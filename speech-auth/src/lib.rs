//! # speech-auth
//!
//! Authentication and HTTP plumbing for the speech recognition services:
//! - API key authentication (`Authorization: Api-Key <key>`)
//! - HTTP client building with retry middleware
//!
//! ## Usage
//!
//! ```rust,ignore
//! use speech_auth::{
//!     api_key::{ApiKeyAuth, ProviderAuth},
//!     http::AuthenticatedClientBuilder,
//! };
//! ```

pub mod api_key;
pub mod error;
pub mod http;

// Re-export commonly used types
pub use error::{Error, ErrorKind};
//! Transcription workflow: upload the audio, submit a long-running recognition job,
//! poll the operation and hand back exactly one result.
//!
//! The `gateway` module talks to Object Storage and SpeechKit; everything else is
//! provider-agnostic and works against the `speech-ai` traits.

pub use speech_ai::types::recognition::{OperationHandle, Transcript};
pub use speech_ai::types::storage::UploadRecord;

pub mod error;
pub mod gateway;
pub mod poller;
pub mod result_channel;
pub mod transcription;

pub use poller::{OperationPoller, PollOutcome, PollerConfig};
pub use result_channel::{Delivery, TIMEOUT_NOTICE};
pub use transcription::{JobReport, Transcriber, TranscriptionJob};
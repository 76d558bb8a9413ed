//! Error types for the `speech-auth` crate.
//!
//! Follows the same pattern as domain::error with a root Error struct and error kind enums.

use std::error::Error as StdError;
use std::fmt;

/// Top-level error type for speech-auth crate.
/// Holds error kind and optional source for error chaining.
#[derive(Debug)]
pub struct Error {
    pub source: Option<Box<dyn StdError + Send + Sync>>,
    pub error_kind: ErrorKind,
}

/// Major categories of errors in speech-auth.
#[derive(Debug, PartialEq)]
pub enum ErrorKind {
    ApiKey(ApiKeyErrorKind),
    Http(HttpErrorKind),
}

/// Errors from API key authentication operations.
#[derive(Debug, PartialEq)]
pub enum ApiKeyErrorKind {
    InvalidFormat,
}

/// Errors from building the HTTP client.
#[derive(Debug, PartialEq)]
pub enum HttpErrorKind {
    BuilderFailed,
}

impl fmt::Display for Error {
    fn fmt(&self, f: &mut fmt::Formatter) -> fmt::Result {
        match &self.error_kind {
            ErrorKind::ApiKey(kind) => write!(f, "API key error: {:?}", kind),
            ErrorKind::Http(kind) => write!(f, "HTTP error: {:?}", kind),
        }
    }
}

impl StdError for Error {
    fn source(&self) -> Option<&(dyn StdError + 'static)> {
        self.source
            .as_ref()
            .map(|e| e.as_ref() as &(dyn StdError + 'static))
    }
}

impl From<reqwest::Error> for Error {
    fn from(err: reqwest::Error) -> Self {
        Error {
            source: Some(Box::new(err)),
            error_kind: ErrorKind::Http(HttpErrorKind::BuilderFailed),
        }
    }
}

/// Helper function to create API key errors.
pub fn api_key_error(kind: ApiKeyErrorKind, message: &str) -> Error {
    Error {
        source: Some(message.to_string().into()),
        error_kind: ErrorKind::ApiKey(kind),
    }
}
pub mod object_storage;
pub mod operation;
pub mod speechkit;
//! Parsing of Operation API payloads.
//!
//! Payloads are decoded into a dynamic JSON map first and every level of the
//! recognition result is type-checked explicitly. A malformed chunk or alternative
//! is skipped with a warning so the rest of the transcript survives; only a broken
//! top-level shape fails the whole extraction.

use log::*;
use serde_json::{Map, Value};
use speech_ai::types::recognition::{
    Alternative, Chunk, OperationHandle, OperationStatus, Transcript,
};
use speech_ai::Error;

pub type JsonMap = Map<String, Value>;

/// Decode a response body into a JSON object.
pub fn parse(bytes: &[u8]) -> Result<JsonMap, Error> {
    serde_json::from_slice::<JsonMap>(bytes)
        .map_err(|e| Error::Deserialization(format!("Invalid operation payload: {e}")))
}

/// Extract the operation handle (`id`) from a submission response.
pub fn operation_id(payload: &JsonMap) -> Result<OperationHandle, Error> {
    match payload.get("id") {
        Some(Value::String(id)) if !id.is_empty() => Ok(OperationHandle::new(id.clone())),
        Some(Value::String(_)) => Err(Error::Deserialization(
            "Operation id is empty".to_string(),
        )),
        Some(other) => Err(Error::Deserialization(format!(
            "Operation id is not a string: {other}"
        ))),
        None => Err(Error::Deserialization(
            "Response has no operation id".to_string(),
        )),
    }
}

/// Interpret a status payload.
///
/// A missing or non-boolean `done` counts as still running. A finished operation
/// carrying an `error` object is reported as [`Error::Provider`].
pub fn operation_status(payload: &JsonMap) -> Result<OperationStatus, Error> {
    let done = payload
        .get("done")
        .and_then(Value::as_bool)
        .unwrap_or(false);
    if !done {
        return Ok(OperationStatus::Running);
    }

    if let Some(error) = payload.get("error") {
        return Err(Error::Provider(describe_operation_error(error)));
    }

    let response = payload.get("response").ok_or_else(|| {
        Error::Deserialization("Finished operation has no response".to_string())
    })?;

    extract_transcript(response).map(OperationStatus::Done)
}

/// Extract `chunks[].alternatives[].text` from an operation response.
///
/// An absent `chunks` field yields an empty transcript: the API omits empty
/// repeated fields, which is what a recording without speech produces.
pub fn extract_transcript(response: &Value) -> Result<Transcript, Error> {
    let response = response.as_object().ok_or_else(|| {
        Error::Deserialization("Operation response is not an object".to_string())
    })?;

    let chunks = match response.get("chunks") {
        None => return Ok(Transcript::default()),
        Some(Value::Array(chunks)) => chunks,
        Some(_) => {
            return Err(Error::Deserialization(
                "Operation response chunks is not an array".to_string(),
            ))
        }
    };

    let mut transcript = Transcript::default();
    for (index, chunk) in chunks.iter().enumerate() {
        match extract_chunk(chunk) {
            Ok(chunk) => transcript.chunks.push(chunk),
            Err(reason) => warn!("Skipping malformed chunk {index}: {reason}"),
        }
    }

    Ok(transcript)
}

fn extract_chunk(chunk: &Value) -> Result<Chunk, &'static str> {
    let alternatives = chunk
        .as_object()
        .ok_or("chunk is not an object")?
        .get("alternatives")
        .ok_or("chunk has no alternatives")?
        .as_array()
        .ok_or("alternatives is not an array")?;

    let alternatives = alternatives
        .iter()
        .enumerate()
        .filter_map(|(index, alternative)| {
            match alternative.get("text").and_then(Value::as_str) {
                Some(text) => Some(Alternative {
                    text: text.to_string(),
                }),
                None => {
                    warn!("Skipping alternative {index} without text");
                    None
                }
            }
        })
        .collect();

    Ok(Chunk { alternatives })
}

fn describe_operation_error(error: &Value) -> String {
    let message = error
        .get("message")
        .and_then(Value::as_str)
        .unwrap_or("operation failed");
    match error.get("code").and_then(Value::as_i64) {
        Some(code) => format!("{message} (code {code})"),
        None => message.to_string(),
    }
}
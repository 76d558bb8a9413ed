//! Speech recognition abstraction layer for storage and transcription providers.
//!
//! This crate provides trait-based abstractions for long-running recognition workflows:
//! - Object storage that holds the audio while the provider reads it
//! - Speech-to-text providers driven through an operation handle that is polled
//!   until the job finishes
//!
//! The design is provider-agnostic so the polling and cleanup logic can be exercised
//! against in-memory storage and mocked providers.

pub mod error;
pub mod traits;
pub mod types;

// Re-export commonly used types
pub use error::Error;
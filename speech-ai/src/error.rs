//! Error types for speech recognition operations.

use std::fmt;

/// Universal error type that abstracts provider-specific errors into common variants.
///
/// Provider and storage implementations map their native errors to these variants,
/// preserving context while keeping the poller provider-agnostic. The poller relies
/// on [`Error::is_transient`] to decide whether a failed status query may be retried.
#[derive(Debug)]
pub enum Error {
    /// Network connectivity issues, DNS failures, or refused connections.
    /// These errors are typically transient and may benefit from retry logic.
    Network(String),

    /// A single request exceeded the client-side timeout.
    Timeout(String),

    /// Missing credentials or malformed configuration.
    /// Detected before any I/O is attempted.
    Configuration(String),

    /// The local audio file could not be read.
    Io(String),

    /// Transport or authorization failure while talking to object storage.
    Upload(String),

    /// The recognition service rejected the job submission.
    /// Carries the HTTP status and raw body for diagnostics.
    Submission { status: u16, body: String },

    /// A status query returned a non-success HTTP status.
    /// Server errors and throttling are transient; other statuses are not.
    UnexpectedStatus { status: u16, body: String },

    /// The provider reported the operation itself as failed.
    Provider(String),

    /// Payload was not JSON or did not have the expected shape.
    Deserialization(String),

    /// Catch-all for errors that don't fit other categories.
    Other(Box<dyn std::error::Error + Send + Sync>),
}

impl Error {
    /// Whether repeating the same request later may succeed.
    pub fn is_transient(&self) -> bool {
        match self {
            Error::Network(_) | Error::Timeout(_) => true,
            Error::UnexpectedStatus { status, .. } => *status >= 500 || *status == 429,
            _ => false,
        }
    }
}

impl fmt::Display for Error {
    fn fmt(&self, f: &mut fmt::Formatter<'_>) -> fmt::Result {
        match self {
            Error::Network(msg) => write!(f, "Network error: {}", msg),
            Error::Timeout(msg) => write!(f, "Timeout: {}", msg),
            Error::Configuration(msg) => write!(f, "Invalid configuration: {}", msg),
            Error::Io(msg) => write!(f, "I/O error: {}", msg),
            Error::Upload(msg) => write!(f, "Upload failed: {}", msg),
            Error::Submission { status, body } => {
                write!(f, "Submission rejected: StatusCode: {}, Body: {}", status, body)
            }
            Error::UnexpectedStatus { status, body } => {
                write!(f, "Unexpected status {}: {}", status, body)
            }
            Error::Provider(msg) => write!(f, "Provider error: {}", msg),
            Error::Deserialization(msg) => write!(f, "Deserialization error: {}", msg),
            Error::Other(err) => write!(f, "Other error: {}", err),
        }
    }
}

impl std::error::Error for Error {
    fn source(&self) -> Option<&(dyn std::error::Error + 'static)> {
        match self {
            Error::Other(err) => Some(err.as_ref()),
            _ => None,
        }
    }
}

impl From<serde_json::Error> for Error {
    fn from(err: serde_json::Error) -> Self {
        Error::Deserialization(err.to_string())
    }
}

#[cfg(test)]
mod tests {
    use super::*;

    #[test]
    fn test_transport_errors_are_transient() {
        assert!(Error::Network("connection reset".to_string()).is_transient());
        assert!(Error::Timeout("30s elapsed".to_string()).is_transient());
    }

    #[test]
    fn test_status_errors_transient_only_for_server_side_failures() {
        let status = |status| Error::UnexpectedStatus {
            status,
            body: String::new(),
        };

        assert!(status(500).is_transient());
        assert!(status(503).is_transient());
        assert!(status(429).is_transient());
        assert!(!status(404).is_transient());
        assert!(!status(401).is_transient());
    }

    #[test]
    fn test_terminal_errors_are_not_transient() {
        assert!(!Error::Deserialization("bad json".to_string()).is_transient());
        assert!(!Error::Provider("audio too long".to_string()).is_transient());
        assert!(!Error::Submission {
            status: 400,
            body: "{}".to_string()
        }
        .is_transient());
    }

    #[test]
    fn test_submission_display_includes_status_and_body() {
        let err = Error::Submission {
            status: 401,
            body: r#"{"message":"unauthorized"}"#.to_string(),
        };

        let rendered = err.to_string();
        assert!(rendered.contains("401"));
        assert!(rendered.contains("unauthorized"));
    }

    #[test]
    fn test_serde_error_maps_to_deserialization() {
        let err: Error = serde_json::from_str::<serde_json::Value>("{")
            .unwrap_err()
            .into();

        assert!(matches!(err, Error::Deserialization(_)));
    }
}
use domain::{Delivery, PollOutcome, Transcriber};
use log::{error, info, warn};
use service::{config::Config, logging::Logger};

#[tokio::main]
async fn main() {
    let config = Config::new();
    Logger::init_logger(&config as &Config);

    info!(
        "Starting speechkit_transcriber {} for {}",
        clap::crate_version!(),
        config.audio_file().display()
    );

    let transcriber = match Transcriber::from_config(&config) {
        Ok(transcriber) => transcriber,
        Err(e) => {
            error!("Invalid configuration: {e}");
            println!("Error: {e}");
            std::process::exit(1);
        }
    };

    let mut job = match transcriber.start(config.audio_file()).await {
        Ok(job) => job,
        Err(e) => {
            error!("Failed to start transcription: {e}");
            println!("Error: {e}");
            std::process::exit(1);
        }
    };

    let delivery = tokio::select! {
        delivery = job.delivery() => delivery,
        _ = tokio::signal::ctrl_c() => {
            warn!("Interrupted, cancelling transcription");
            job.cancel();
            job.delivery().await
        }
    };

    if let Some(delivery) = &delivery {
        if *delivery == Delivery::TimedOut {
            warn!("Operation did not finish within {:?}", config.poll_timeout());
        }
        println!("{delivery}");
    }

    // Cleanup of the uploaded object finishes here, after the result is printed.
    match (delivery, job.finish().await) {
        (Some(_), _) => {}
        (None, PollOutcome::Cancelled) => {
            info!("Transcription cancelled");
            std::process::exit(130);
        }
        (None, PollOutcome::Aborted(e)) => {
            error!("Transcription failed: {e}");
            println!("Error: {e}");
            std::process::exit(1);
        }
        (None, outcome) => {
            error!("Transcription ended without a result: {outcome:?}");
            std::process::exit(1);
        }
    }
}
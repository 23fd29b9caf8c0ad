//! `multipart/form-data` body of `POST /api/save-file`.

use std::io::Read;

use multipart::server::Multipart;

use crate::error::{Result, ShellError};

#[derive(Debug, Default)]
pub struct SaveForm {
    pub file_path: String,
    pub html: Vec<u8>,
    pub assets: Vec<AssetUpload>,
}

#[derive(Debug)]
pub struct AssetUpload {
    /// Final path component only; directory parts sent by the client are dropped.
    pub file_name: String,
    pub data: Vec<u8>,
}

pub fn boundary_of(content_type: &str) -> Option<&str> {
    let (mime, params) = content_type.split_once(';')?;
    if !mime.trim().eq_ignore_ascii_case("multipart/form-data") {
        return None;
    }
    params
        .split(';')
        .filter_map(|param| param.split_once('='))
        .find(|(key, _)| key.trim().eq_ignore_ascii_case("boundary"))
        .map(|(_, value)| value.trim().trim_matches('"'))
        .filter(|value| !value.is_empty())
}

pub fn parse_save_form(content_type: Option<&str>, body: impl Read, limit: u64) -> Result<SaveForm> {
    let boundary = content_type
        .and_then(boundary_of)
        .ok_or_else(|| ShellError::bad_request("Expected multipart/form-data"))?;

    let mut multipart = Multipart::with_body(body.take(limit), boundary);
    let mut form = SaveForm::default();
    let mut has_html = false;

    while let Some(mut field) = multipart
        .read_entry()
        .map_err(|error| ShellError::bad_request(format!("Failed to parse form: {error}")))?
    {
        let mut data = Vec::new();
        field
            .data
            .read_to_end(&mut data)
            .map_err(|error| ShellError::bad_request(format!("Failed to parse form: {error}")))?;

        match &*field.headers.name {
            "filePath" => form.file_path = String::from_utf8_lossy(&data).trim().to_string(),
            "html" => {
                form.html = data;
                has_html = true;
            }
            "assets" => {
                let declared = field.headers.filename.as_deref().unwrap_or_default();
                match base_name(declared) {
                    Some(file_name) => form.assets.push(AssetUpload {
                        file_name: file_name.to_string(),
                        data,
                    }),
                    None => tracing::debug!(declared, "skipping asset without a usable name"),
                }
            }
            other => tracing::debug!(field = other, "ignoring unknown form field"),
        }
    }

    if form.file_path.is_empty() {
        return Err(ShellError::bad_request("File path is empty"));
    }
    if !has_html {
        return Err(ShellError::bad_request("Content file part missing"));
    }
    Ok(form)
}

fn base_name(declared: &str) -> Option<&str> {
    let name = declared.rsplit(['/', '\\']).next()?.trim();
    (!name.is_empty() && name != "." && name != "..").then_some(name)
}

__THE TASK__
Copy out each line of the records where the string "level" appears.

__REPLY TO THE TASK__
/// Top-level error type for speech-auth crate.
//! Payloads are decoded into a dynamic JSON map first and every level of the
//! top-level shape fails the whole extraction.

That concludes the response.